*Work to complete:* Where a line below includes the word "valid", copy that line.

*Extracted material:*

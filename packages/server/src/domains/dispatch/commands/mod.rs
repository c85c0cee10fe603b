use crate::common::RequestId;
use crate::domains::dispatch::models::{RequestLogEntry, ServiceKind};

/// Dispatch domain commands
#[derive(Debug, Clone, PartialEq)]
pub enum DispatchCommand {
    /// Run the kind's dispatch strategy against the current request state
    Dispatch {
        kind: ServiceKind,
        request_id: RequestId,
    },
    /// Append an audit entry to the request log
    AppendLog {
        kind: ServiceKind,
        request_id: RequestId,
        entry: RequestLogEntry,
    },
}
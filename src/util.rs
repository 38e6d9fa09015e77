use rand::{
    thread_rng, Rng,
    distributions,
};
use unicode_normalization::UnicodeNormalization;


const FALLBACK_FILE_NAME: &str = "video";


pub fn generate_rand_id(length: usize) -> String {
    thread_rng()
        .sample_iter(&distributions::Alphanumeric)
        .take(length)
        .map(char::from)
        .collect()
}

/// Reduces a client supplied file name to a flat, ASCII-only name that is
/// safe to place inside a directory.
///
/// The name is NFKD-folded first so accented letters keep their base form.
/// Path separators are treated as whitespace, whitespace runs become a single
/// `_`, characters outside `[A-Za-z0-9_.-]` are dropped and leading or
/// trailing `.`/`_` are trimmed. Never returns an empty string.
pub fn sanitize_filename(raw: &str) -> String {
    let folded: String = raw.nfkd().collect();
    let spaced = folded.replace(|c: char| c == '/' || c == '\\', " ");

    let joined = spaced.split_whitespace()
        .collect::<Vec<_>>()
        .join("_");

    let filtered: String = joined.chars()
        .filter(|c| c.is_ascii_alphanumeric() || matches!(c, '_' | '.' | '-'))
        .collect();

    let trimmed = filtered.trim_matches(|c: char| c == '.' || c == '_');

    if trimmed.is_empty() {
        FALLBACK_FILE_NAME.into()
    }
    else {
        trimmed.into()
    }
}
==
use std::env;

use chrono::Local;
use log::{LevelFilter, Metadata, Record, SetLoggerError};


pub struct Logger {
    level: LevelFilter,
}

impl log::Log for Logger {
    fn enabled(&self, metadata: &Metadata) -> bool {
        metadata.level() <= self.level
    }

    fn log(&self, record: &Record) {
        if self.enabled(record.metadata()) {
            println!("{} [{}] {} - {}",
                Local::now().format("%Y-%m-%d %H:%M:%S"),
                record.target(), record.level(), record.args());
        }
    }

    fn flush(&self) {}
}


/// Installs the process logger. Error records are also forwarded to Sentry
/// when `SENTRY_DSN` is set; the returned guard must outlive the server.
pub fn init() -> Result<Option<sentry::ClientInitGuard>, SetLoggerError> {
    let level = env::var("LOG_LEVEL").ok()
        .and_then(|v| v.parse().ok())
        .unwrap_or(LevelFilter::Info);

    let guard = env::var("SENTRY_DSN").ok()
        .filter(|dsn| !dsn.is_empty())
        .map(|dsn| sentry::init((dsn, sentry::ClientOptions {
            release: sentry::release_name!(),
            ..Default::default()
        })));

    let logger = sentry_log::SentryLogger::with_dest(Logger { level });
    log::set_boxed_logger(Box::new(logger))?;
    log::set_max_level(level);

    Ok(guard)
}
...
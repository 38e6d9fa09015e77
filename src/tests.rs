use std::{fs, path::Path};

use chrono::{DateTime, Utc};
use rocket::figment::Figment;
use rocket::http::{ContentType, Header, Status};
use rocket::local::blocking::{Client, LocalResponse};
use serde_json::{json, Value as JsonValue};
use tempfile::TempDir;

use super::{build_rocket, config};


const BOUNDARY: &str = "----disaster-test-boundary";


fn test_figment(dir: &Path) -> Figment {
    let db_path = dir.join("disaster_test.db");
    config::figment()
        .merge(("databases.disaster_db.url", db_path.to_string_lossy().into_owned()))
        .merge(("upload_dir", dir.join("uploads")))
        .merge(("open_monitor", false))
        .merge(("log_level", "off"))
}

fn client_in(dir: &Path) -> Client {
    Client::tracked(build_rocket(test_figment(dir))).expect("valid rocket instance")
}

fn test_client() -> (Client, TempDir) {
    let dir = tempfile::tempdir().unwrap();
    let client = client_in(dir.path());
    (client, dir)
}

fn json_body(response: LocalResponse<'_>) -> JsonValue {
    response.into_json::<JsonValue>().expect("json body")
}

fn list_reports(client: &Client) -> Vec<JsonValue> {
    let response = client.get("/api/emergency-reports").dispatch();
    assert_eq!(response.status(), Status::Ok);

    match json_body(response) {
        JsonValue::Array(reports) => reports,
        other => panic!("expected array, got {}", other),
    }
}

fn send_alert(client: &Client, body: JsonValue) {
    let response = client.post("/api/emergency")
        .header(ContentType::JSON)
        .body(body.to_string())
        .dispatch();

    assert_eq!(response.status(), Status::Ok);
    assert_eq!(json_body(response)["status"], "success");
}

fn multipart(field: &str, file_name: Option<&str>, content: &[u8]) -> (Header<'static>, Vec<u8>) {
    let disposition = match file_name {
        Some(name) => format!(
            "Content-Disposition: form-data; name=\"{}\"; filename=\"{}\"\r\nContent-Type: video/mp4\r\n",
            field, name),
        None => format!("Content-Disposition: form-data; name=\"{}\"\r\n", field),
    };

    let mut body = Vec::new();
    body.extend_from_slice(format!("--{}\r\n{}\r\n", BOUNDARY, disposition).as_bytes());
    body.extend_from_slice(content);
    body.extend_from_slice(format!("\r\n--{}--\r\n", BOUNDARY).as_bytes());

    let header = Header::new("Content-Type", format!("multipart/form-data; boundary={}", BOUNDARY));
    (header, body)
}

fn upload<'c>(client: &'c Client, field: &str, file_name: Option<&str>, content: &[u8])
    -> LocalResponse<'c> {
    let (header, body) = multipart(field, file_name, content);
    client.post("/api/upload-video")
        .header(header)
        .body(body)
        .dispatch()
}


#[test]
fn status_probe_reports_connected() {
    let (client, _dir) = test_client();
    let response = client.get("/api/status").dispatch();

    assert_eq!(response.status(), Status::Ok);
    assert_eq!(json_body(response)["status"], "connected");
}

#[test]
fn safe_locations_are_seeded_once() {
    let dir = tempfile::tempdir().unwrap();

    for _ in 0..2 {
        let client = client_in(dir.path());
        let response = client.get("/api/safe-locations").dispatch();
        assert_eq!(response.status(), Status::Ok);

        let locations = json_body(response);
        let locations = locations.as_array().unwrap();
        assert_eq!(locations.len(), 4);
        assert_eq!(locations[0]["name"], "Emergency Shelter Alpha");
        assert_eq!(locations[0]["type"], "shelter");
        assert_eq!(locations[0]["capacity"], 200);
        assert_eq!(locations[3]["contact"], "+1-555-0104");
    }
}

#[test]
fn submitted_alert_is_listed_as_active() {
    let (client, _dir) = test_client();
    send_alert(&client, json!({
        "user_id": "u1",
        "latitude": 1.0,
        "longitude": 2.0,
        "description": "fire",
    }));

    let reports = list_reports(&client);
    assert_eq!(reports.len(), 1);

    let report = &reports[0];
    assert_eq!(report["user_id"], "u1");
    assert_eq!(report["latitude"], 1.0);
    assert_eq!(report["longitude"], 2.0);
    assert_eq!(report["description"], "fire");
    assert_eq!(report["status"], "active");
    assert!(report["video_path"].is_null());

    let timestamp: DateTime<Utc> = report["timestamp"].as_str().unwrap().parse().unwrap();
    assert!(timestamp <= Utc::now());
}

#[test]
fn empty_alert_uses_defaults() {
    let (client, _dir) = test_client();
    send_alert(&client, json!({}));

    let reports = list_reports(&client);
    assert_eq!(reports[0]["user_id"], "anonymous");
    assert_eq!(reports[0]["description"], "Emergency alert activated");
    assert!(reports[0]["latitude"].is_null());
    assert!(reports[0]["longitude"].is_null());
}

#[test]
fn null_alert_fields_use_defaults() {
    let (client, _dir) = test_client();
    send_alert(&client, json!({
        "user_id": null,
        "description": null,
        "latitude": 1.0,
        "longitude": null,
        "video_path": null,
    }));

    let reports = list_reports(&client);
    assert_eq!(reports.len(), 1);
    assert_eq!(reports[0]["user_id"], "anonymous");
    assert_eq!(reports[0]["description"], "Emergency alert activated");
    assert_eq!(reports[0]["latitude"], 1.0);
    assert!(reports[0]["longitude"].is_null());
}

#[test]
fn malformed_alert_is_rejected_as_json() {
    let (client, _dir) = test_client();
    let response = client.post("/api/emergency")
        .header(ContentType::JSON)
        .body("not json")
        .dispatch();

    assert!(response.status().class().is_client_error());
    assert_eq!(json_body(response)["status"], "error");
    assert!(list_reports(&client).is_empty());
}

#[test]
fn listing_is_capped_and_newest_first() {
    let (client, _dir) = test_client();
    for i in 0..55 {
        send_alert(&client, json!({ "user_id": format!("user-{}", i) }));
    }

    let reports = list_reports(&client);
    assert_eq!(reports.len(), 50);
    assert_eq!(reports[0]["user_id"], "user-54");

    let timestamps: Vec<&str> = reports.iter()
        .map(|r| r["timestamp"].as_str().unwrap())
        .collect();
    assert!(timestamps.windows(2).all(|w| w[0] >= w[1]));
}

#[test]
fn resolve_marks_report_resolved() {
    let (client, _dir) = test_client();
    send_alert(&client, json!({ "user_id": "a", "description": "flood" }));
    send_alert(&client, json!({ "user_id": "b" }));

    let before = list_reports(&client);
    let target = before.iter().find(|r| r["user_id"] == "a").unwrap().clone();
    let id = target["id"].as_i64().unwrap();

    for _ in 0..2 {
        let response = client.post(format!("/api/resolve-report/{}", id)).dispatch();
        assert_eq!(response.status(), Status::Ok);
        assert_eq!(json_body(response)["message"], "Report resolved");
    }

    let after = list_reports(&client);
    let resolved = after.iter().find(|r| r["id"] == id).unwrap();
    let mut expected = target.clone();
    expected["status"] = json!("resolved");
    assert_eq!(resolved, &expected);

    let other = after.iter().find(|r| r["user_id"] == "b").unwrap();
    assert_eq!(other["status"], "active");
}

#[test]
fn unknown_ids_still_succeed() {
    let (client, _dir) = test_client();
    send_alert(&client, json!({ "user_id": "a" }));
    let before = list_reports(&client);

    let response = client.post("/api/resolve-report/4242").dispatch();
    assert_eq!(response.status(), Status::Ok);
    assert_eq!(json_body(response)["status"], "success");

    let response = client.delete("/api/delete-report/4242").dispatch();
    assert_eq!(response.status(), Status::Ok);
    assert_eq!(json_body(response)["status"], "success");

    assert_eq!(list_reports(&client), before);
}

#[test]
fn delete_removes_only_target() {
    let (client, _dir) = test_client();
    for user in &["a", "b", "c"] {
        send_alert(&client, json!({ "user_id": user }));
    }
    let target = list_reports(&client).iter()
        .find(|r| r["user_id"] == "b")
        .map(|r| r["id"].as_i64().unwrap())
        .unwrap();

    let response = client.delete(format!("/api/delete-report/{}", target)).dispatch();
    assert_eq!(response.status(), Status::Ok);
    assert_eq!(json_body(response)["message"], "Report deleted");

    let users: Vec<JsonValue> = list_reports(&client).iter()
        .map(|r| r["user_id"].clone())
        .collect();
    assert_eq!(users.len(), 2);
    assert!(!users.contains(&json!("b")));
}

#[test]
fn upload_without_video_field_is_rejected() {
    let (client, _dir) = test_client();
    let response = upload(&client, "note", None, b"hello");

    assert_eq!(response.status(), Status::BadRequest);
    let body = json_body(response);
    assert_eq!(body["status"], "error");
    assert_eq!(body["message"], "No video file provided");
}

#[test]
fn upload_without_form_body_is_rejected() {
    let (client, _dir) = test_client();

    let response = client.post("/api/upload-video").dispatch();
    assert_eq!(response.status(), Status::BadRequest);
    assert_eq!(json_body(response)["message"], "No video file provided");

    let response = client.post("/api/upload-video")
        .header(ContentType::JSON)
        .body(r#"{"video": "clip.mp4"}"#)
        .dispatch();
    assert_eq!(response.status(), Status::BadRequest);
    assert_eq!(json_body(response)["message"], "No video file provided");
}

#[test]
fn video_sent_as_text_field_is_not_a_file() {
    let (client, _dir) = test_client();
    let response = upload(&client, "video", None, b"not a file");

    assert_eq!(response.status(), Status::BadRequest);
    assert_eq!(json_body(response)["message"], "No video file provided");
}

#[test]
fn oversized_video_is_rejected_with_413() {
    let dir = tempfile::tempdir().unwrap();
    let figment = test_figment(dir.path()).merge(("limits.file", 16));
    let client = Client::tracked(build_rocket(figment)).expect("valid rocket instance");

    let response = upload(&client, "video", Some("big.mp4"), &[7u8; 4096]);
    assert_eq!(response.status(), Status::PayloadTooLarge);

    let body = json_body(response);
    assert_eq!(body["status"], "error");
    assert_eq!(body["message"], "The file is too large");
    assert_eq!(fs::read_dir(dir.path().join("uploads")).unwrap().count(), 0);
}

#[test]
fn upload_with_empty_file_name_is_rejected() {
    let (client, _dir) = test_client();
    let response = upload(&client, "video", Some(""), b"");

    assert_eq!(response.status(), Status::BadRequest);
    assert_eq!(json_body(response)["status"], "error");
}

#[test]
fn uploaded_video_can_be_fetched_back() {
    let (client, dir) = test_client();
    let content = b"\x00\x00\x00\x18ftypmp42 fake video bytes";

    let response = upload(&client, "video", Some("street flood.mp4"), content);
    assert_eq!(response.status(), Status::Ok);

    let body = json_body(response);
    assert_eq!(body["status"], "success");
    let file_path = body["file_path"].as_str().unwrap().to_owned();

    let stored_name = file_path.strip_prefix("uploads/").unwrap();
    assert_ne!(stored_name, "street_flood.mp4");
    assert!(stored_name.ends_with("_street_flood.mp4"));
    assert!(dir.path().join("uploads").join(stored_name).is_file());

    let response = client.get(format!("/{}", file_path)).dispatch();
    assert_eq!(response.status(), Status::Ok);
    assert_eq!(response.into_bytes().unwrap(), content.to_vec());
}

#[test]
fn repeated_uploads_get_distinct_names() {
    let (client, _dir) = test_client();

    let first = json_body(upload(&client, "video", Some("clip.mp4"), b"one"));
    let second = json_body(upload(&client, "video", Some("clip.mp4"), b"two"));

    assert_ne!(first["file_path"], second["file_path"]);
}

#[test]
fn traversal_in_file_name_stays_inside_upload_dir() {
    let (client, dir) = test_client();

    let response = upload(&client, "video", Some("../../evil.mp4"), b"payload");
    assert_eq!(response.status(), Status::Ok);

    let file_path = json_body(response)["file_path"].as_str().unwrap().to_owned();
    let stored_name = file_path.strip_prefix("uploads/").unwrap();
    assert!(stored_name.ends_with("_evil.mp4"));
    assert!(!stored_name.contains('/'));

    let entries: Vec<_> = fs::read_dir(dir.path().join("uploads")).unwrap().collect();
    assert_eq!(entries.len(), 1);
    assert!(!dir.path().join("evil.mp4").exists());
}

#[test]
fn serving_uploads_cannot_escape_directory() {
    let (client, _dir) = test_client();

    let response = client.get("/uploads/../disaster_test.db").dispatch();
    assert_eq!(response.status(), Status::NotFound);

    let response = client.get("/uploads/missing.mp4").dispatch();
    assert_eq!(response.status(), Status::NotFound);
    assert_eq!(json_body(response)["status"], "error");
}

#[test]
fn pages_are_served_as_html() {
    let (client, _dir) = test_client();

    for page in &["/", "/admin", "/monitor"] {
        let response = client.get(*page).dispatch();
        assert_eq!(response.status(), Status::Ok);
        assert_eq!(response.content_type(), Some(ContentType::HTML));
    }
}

*Solution to this task:*
    Client::tracked(build_rocket(test_figment(dir))).expect("valid rocket instance")
    let client = Client::tracked(build_rocket(figment)).expect("valid rocket instance");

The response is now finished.